Щит веры. Часть 2. Воину-защитнику и гражданскому населению в помощь (ПТСР, боевая психическая травма) - страница 29
Действие смысловой вертикали, а также феномен победы над страхом и рывок из, казалось бы, намертво сжимающегося кольца ПТСР описал Даниил Гранин в своей автобиографической книге «Мой лейтенант». С началом Великой Отечественной войны он, имея возможность остаться в тылу, пошёл в ополчение. Одетый в какие-то тряпки, так как обмундирования не было, снабжённый только противогазом и бутылкой с зажигательной смесью, так как оружия тоже не было, он почти сразу вместе с другими военнослужащими попал на вокзале под удар штурмовой авиации.
От самолётов потемнело небо. Они выли, бомбы завывали ещё истошнее. «Вопль ввинчивался в мозг, проникал в грудь, в живот, разворачивал внутренности. Злобный крик летящих бомб заполнял всё пространство, не оставляя места воплю». Ужас поглотил Гранина целиком, звук пикирующего бомбардировщика расплющивал его. Он никогда не верил в Бога. «Знал, – рассказывал он, – всем своим новеньким высшим образованием, всей астрономией, дивными законами физики, что Бога нет, и тем не менее я молился». Его запёкшиеся губы шептали: «Господи, помилуй! Спаси меня, не дай погибнуть, прошу тебя, чтобы мимо, чтобы не попала, Господи, помилуй!» Ему вдруг открылся смысл этих слов – «Господи… помилуй!..» В неведомой для него глубине что-то приоткрылось, и оттуда горячо хлынули слова молитвы.
Рядом разорвалось чьё-то тело, высокая водокачка стала падать на железнодорожный состав, взрывы корёжили пути, взлетали шпалы, опрокидывались вагоны. Но он смотрел не туда, а на зелёные стебли, где полз муравей, на гусеницу, которая свешивалась с ветки. «В траве шла обыкновенная летняя жизнь, медленная, прекрасная, разумная».
Самолёты заходили всё вновь и вновь, и не было конца этой адской карусели. Бомбёжка извлекала из Гранина всё новые волны страха. Он превращался в дрожащую слизь, стал ничтожной тварью, наполненной ужасом. После бомбёжки он долго не мог прийти в себя, он был опустошён и противен себе, он и не думал, что он такой трус.
Но с другой стороны, та же бомбёжка превратила его в солдата, что-то перестроилось в его организме. Следующие бомбёжки уже действовали иначе, он спокойно искал укрытия, а не обречённо ждал гибели.

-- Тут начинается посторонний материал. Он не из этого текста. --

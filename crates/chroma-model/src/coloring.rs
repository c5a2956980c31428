// Copyright (c) 2025 Felix Kahle.
//
// Permission is hereby granted, free of charge, to any person obtaining
// a copy of this software and associated documentation files (the
// "Software"), to deal in the Software without restriction, including
// without limitation the rights to use, copy, modify, merge, publish,
// distribute, sublicense, and/or sell copies of the Software, and to
// permit persons to whom the Software is furnished to do so, subject to
// the following conditions:
//
// The above copyright notice and this permission notice shall be
// included in all copies or substantial portions of the Software.
//
// THE SOFTWARE IS PROVIDED "AS IS", WITHOUT WARRANTY OF ANY KIND,
// EXPRESS OR IMPLIED, INCLUDING BUT NOT LIMITED TO THE WARRANTIES OF
// MERCHANTABILITY, FITNESS FOR A PARTICULAR PURPOSE AND
// NONINFRINGEMENT. IN NO EVENT SHALL THE AUTHORS OR COPYRIGHT HOLDERS BE
// LIABLE FOR ANY CLAIM, DAMAGES OR OTHER LIABILITY, WHETHER IN AN ACTION
// OF CONTRACT, TORT OR OTHERWISE, ARISING FROM, OUT OF OR IN CONNECTION
// WITH THE SOFTWARE OR THE USE OR OTHER DEALINGS IN THE SOFTWARE.

//! Color assignments and their validity checks.
//!
//! `Coloring` maps every vertex to a `ColorIndex`. The free functions at the
//! bottom of this module inspect a coloring directly against the edge list and
//! share nothing with the incremental accounting used by the search, which
//! makes them suitable for cross-checking its results.

use crate::{
    graph::Graph,
    index::{ColorIndex, VertexIndex},
};
use rand::Rng;

/// A color for every vertex of a graph.
///
/// Data is indexed directly by `VertexIndex`: `colors[v]` is the color of vertex `v`.
#[derive(Clone, Debug, PartialEq, Eq, Hash, Default)]
pub struct Coloring {
    colors: Vec<ColorIndex>,
}

impl Coloring {
    /// Wraps an existing color vector.
    #[inline]
    pub fn from_colors(colors: Vec<ColorIndex>) -> Self {
        Self { colors }
    }

    /// Assigns the same color to `num_vertices` vertices.
    #[inline]
    pub fn uniform(num_vertices: usize, color: ColorIndex) -> Self {
        Self {
            colors: vec![color; num_vertices],
        }
    }

    /// Draws every color uniformly from `0..num_colors`.
    ///
    /// # Panics
    ///
    /// Panics if `num_colors == 0` and `num_vertices > 0`.
    pub fn random<R>(num_vertices: usize, num_colors: usize, rng: &mut R) -> Self
    where
        R: Rng + ?Sized,
    {
        let colors = (0..num_vertices)
            .map(|_| ColorIndex::new(rng.random_range(0..num_colors)))
            .collect();
        Self { colors }
    }

    /// Returns the number of colored vertices.
    #[inline]
    pub fn len(&self) -> usize {
        self.colors.len()
    }

    /// Returns `true` if no vertex is colored.
    #[inline]
    pub fn is_empty(&self) -> bool {
        self.colors.is_empty()
    }

    /// Returns the color of `vertex`.
    ///
    /// # Panics
    ///
    /// Panics if `vertex` is out of bounds.
    #[inline]
    pub fn color_of(&self, vertex: VertexIndex) -> ColorIndex {
        self.colors[vertex.get()]
    }

    /// Recolors `vertex` and returns its previous color.
    ///
    /// # Panics
    ///
    /// Panics if `vertex` is out of bounds.
    #[inline]
    pub fn set_color(&mut self, vertex: VertexIndex, color: ColorIndex) -> ColorIndex {
        std::mem::replace(&mut self.colors[vertex.get()], color)
    }

    /// Returns all colors, indexed by vertex.
    #[inline]
    pub fn colors(&self) -> &[ColorIndex] {
        &self.colors
    }

    /// Returns the largest color in use, or `None` for an empty coloring.
    pub fn max_color(&self) -> Option<ColorIndex> {
        self.colors.iter().copied().max()
    }

    /// Returns the number of distinct colors in use.
    pub fn num_colors_used(&self) -> usize {
        let Some(max) = self.max_color() else {
            return 0;
        };
        let mut seen = vec![false; max.get() + 1];
        let mut distinct = 0;
        for c in &self.colors {
            if !std::mem::replace(&mut seen[c.get()], true) {
                distinct += 1;
            }
        }
        distinct
    }

    /// Consumes the coloring and returns the raw vector.
    #[inline]
    pub fn into_colors(self) -> Vec<ColorIndex> {
        self.colors
    }
}

impl From<Vec<ColorIndex>> for Coloring {
    fn from(colors: Vec<ColorIndex>) -> Self {
        Self::from_colors(colors)
    }
}

impl FromIterator<usize> for Coloring {
    fn from_iter<I: IntoIterator<Item = usize>>(iter: I) -> Self {
        Self {
            colors: iter.into_iter().map(ColorIndex::new).collect(),
        }
    }
}

impl std::fmt::Display for Coloring {
    fn fmt(&self, f: &mut std::fmt::Formatter<'_>) -> std::fmt::Result {
        write!(f, "[")?;
        for (i, c) in self.colors.iter().enumerate() {
            if i > 0 {
                write!(f, ", ")?;
            }
            write!(f, "{}", c.get())?;
        }
        write!(f, "]")
    }
}

/// Returns `true` iff no edge of `graph` has equally colored endpoints.
///
/// # Panics
///
/// Panics if `coloring` has fewer entries than `graph` has vertices.
pub fn is_valid_coloring(graph: &Graph, coloring: &Coloring) -> bool {
    let colors = coloring.colors();
    graph.edges().iter().all(|&(u, v)| colors[u] != colors[v])
}

/// Counts the edges of `graph` whose endpoints share a color.
///
/// Every copy of a duplicated edge counts separately.
pub fn count_conflicting_edges(graph: &Graph, coloring: &Coloring) -> usize {
    let colors = coloring.colors();
    graph
        .edges()
        .iter()
        .filter(|&&(u, v)| colors[u] == colors[v])
        .count()
}
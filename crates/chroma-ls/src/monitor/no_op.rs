// Copyright (c) 2025 Felix Kahle.
//
// Permission is hereby granted, free of charge, to any person obtaining
// a copy of this software and associated documentation files (the
// "Software"), to deal in the Software without restriction, including
// without limitation the rights to use, copy, modify, merge, publish,
// distribute, sublicense, and/or sell copies of the Software, and to
// permit persons to whom the Software is furnished to do so, subject to
// the following conditions:
//
// The above copyright notice and this permission notice shall be
// included in all copies or substantial portions of the Software.
//
// THE SOFTWARE IS PROVIDED "AS IS", WITHOUT WARRANTY OF ANY KIND,
// EXPRESS OR IMPLIED, INCLUDING BUT NOT LIMITED TO THE WARRANTIES OF
// MERCHANTABILITY, FITNESS FOR A PARTICULAR PURPOSE AND
// NONINFRINGEMENT. IN NO EVENT SHALL THE AUTHORS OR COPYRIGHT HOLDERS BE
// LIABLE FOR ANY CLAIM, DAMAGES OR OTHER LIABILITY, WHETHER IN AN ACTION
// OF CONTRACT, TORT OR OTHERWISE, ARISING FROM, OUT OF OR IN CONNECTION
// WITH THE SOFTWARE OR THE USE OR OTHER DEALINGS IN THE SOFTWARE.

use crate::{
    config::SearchConfig,
    monitor::search_monitor::{SearchMonitor, SearchProgress},
    result::TerminationReason,
    stats::SearchStatistics,
};
use chroma_model::{coloring::Coloring, graph::Graph};

/// A monitor that observes nothing and never stops the search.
#[derive(Debug, Clone, Copy, Default, PartialEq, Eq)]
pub struct NoOpMonitor;

impl NoOpMonitor {
    #[inline]
    pub fn new() -> Self {
        Self
    }
}

impl SearchMonitor for NoOpMonitor {
    fn name(&self) -> &str {
        "NoOpMonitor"
    }

    fn on_start(&mut self, _graph: &Graph, _config: &SearchConfig, _progress: &SearchProgress) {}

    fn on_step(
        &mut self,
        _coloring: &Coloring,
        _progress: &SearchProgress,
        _statistics: &SearchStatistics,
    ) {
    }

    fn on_end(
        &mut self,
        _coloring: &Coloring,
        _reason: &TerminationReason,
        _statistics: &SearchStatistics,
    ) {
    }
}
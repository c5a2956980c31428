// Copyright (c) 2025 Felix Kahle.
//
// Permission is hereby granted, free of charge, to any person obtaining
// a copy of this software and associated documentation files (the
// "Software"), to deal in the Software without restriction, including
// without limitation the rights to use, copy, modify, merge, publish,
// distribute, sublicense, and/or sell copies of the Software, and to
// permit persons to whom the Software is furnished to do so, subject to
// the following conditions:
//
// The above copyright notice and this permission notice shall be
// included in all copies or substantial portions of the Software.
//
// THE SOFTWARE IS PROVIDED "AS IS", WITHOUT WARRANTY OF ANY KIND,
// EXPRESS OR IMPLIED, INCLUDING BUT NOT LIMITED TO THE WARRANTIES OF
// MERCHANTABILITY, FITNESS FOR A PARTICULAR PURPOSE AND
// NONINFRINGEMENT. IN NO EVENT SHALL THE AUTHORS OR COPYRIGHT HOLDERS BE
// LIABLE FOR ANY CLAIM, DAMAGES OR OTHER LIABILITY, WHETHER IN AN ACTION
// OF CONTRACT, TORT OR OTHERWISE, ARISING FROM, OUT OF OR IN CONNECTION
// WITH THE SOFTWARE OR THE USE OR OTHER DEALINGS IN THE SOFTWARE.

//! # Chroma Model
//!
//! Data structures describing a graph coloring instance for the `chroma_ls`
//! local search engine.
//!
//! * **`index`**: Strongly-typed wrappers (`VertexIndex`, `ColorIndex`) so vertices and colors
//!   cannot be used in place of one another.
//! * **`graph`**: The immutable `Graph` (vertex count plus edge list) and its construction errors.
//! * **`neighbors`**: `NeighborIndex`, a compressed adjacency layout derived once from the edges.
//! * **`coloring`**: The mutable `Coloring` assignment and the independent validity checks.
//!
//! Construction is fail-fast: a `Graph` that exists has only in-range, non-loop edges, so every
//! consumer downstream may index with its endpoints directly.

pub mod coloring;
pub mod graph;
pub mod index;
pub mod neighbors;
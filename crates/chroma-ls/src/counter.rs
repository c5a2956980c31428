// Copyright (c) 2025 Felix Kahle.
//
// Permission is hereby granted, free of charge, to any person obtaining
// a copy of this software and associated documentation files (the
// "Software"), to deal in the Software without restriction, including
// without limitation the rights to use, copy, modify, merge, publish,
// distribute, sublicense, and/or sell copies of the Software, and to
// permit persons to whom the Software is furnished to do so, subject to
// the following conditions:
//
// The above copyright notice and this permission notice shall be
// included in all copies or substantial portions of the Software.
//
// THE SOFTWARE IS PROVIDED "AS IS", WITHOUT WARRANTY OF ANY KIND,
// EXPRESS OR IMPLIED, INCLUDING BUT NOT LIMITED TO THE WARRANTIES OF
// MERCHANTABILITY, FITNESS FOR A PARTICULAR PURPOSE AND
// NONINFRINGEMENT. IN NO EVENT SHALL THE AUTHORS OR COPYRIGHT HOLDERS BE
// LIABLE FOR ANY CLAIM, DAMAGES OR OTHER LIABILITY, WHETHER IN AN ACTION
// OF CONTRACT, TORT OR OTHERWISE, ARISING FROM, OUT OF OR IN CONNECTION
// WITH THE SOFTWARE OR THE USE OR OTHER DEALINGS IN THE SOFTWARE.

//! Bulk conflict counting backends.
//!
//! A `BulkConflictCounter` recounts the conflicting edges of a coloring from
//! scratch. The search uses it only to cross-check its incremental total, so an
//! implementation must be read-only and return exactly what a sequential scan
//! over all edges returns. Any backend may sit behind the trait; the two
//! provided here are a plain scan and a chunked data-parallel scan on `rayon`.

use crate::conflict::bulk_recount;
use chroma_model::{coloring::Coloring, graph::Graph};
use rayon::prelude::*;

/// Recounts conflicting edges without consulting any incremental state.
pub trait BulkConflictCounter: Send + Sync {
    /// Returns the name of the counter.
    fn name(&self) -> &str;

    /// Returns the number of edges whose endpoints share a color.
    fn count_conflicts(&self, graph: &Graph, coloring: &Coloring) -> usize;
}

impl std::fmt::Debug for dyn BulkConflictCounter {
    fn fmt(&self, f: &mut std::fmt::Formatter<'_>) -> std::fmt::Result {
        write!(f, "BulkConflictCounter({})", self.name())
    }
}

impl<C> BulkConflictCounter for &C
where
    C: BulkConflictCounter + ?Sized,
{
    fn name(&self) -> &str {
        (**self).name()
    }

    fn count_conflicts(&self, graph: &Graph, coloring: &Coloring) -> usize {
        (**self).count_conflicts(graph, coloring)
    }
}

/// Single-threaded O(m) scan over the edge list.
#[derive(Debug, Clone, Copy, Default, PartialEq, Eq)]
pub struct SequentialConflictCounter;

impl BulkConflictCounter for SequentialConflictCounter {
    fn name(&self) -> &str {
        "SequentialConflictCounter"
    }

    #[inline]
    fn count_conflicts(&self, graph: &Graph, coloring: &Coloring) -> usize {
        bulk_recount(graph, coloring)
    }
}

/// Data-parallel scan that splits the edge list into chunks counted on the `rayon` pool.
#[derive(Debug, Clone, Copy, PartialEq, Eq)]
pub struct ParallelConflictCounter {
    chunk_size: usize,
}

impl ParallelConflictCounter {
    /// Default number of edges handed to one task.
    pub const DEFAULT_CHUNK_SIZE: usize = 4096;

    #[inline]
    pub fn new() -> Self {
        Self {
            chunk_size: Self::DEFAULT_CHUNK_SIZE,
        }
    }

    /// Creates a counter with a custom chunk size.
    ///
    /// # Panics
    ///
    /// Panics if `chunk_size` is zero.
    #[inline]
    pub fn with_chunk_size(chunk_size: usize) -> Self {
        assert!(
            chunk_size > 0,
            "called `ParallelConflictCounter::with_chunk_size` with a chunk size of zero"
        );
        Self { chunk_size }
    }

    #[inline]
    pub fn chunk_size(&self) -> usize {
        self.chunk_size
    }
}

impl Default for ParallelConflictCounter {
    fn default() -> Self {
        Self::new()
    }
}

impl BulkConflictCounter for ParallelConflictCounter {
    fn name(&self) -> &str {
        "ParallelConflictCounter"
    }

    fn count_conflicts(&self, graph: &Graph, coloring: &Coloring) -> usize {
        let colors = coloring.colors();
        graph
            .edges()
            .par_chunks(self.chunk_size)
            .map(|chunk| {
                chunk
                    .iter()
                    .filter(|&&(u, v)| colors[u] == colors[v])
                    .count()
            })
            .sum()
    }
}
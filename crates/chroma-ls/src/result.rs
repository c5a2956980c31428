// Copyright (c) 2025 Felix Kahle.
//
// Permission is hereby granted, free of charge, to any person obtaining
// a copy of this software and associated documentation files (the
// "Software"), to deal in the Software without restriction, including
// without limitation the rights to use, copy, modify, merge, publish,
// distribute, sublicense, and/or sell copies of the Software, and to
// permit persons to whom the Software is furnished to do so, subject to
// the following conditions:
//
// The above copyright notice and this permission notice shall be
// included in all copies or substantial portions of the Software.
//
// THE SOFTWARE IS PROVIDED "AS IS", WITHOUT WARRANTY OF ANY KIND,
// EXPRESS OR IMPLIED, INCLUDING BUT NOT LIMITED TO THE WARRANTIES OF
// MERCHANTABILITY, FITNESS FOR A PARTICULAR PURPOSE AND
// NONINFRINGEMENT. IN NO EVENT SHALL THE AUTHORS OR COPYRIGHT HOLDERS BE
// LIABLE FOR ANY CLAIM, DAMAGES OR OTHER LIABILITY, WHETHER IN AN ACTION
// OF CONTRACT, TORT OR OTHERWISE, ARISING FROM, OUT OF OR IN CONNECTION
// WITH THE SOFTWARE OR THE USE OR OTHER DEALINGS IN THE SOFTWARE.

//! Search outcome and termination reporting.
//!
//! `SearchOutcome` bundles the final coloring, the reason the search stopped,
//! the run statistics, and the conflict count of the final coloring. Success
//! means the search reached a coloring in which no vertex has a conflict.

use crate::stats::SearchStatistics;
use chroma_model::coloring::Coloring;

/// Lifecycle state of a search.
#[derive(Debug, Clone, PartialEq, Eq, Hash)]
pub enum SearchStatus {
    /// Steps remain and conflicts remain.
    Running,
    /// A terminal state was reached.
    Terminated(TerminationReason),
}

impl SearchStatus {
    #[inline]
    pub fn is_running(&self) -> bool {
        matches!(self, SearchStatus::Running)
    }
}

impl std::fmt::Display for SearchStatus {
    fn fmt(&self, f: &mut std::fmt::Formatter<'_>) -> std::fmt::Result {
        match self {
            SearchStatus::Running => write!(f, "Running"),
            SearchStatus::Terminated(reason) => write!(f, "{}", reason),
        }
    }
}

#[derive(Debug, Clone, PartialEq, Eq, Hash)]
pub enum TerminationReason {
    /// No vertex has a conflict: the coloring is proper.
    Succeeded,

    /// The step budget ran out with conflicts remaining.
    Exhausted,

    /// A monitor requested termination.
    /// The string contains information about the reason for abortion.
    Aborted(String),
}

impl std::fmt::Display for TerminationReason {
    fn fmt(&self, f: &mut std::fmt::Formatter<'_>) -> std::fmt::Result {
        match self {
            TerminationReason::Succeeded => write!(f, "Succeeded"),
            TerminationReason::Exhausted => write!(f, "Step Budget Exhausted"),
            TerminationReason::Aborted(msg) => write!(f, "Aborted: {}", msg),
        }
    }
}

/// Result of a coloring search after termination.
#[derive(Debug, Clone, PartialEq, Eq)]
pub struct SearchOutcome {
    termination_reason: TerminationReason,
    coloring: Coloring,
    statistics: SearchStatistics,
    conflicting_edges: usize,
}

impl SearchOutcome {
    #[inline]
    pub fn new(
        termination_reason: TerminationReason,
        coloring: Coloring,
        statistics: SearchStatistics,
        conflicting_edges: usize,
    ) -> Self {
        Self {
            termination_reason,
            coloring,
            statistics,
            conflicting_edges,
        }
    }

    /// Returns `true` if the search ended with a proper coloring.
    #[inline]
    pub fn is_success(&self) -> bool {
        self.termination_reason == TerminationReason::Succeeded
    }

    #[inline]
    pub fn termination_reason(&self) -> &TerminationReason {
        &self.termination_reason
    }

    #[inline]
    pub fn coloring(&self) -> &Coloring {
        &self.coloring
    }

    #[inline]
    pub fn statistics(&self) -> &SearchStatistics {
        &self.statistics
    }

    /// Number of conflicting edges in the final coloring, as tracked by the search.
    #[inline]
    pub fn conflicting_edges(&self) -> usize {
        self.conflicting_edges
    }

    /// Splits the outcome into the final coloring and the success flag.
    #[inline]
    pub fn into_parts(self) -> (Coloring, bool) {
        let success = self.is_success();
        (self.coloring, success)
    }
}

impl std::fmt::Display for SearchOutcome {
    fn fmt(&self, f: &mut std::fmt::Formatter<'_>) -> std::fmt::Result {
        writeln!(f, "Search Outcome")?;
        writeln!(f, "   Termination:        {}", self.termination_reason)?;
        writeln!(f, "   Conflicting Edges:  {}", self.conflicting_edges)?;
        writeln!(f, "   Colors Used:        {}", self.coloring.num_colors_used())?;
        write!(f, "{}", self.statistics)
    }
}

#[cfg(test)]
mod tests {
    use super::*;

    #[test]
    fn test_into_parts_reports_success() {
        let coloring: Coloring = [0, 1].into_iter().collect();
        let outcome = SearchOutcome::new(
            TerminationReason::Succeeded,
            coloring.clone(),
            SearchStatistics::default(),
            0,
        );
        assert!(outcome.is_success());
        assert_eq!(outcome.into_parts(), (coloring, true));
    }

    #[test]
    fn test_aborted_is_not_success() {
        let outcome = SearchOutcome::new(
            TerminationReason::Aborted("Time limit exceeded".to_string()),
            Coloring::default(),
            SearchStatistics::default(),
            3,
        );
        assert!(!outcome.is_success());
        assert_eq!(
            outcome.termination_reason().to_string(),
            "Aborted: Time limit exceeded"
        );
    }

    #[test]
    fn test_status_display() {
        assert_eq!(SearchStatus::Running.to_string(), "Running");
        assert!(SearchStatus::Running.is_running());
        let done = SearchStatus::Terminated(TerminationReason::Exhausted);
        assert!(!done.is_running());
        assert_eq!(done.to_string(), "Step Budget Exhausted");
    }
}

«Мы преодолевали страх, – писал он, – тем, что сопротивлялись, стреляли, становились опасными для противника». Первые месяцы войны немцы внушали страх: у них была техника, у них было оружие, они казались неодолимыми со своим ореолом воинапрофессионала. Ополченцы же выглядели жалко в своих обмотках.
Но через три месяца всё стало меняться. «Мы увидели, что наши снаряды и пули тоже разят противника и что немцы раненые так же кричат, умирают». Открытием было то, что немцы – отступают. Пленные рассказали, что ополченцы в своих нелепых одеждах тоже внушают немцам страх. Стойкость ополченцев остановила наступление немцев на Лужском направлении, и немецкие части застряли. «Подавленность от первых ошеломляющих ударов прошла. Мы перестали бояться. Во время блокады военное мастерство сравнялось. Наши солдаты, голодные, плохо обеспеченные снарядами, удерживали позиции в течение всех девятисот дней, против сытого, хорошо вооружённого врага уже в силу превосходства духа» [!].
Со временем Гранин был произведён в лейтенанты, стал командиром. «Мой лейтенант» – так называются его воспоминания потому, что он сам удивлялся себе. Неужели этот лейтенант, так смело принимающий решения, и есть он, тот самый, который начал войну в обмотках?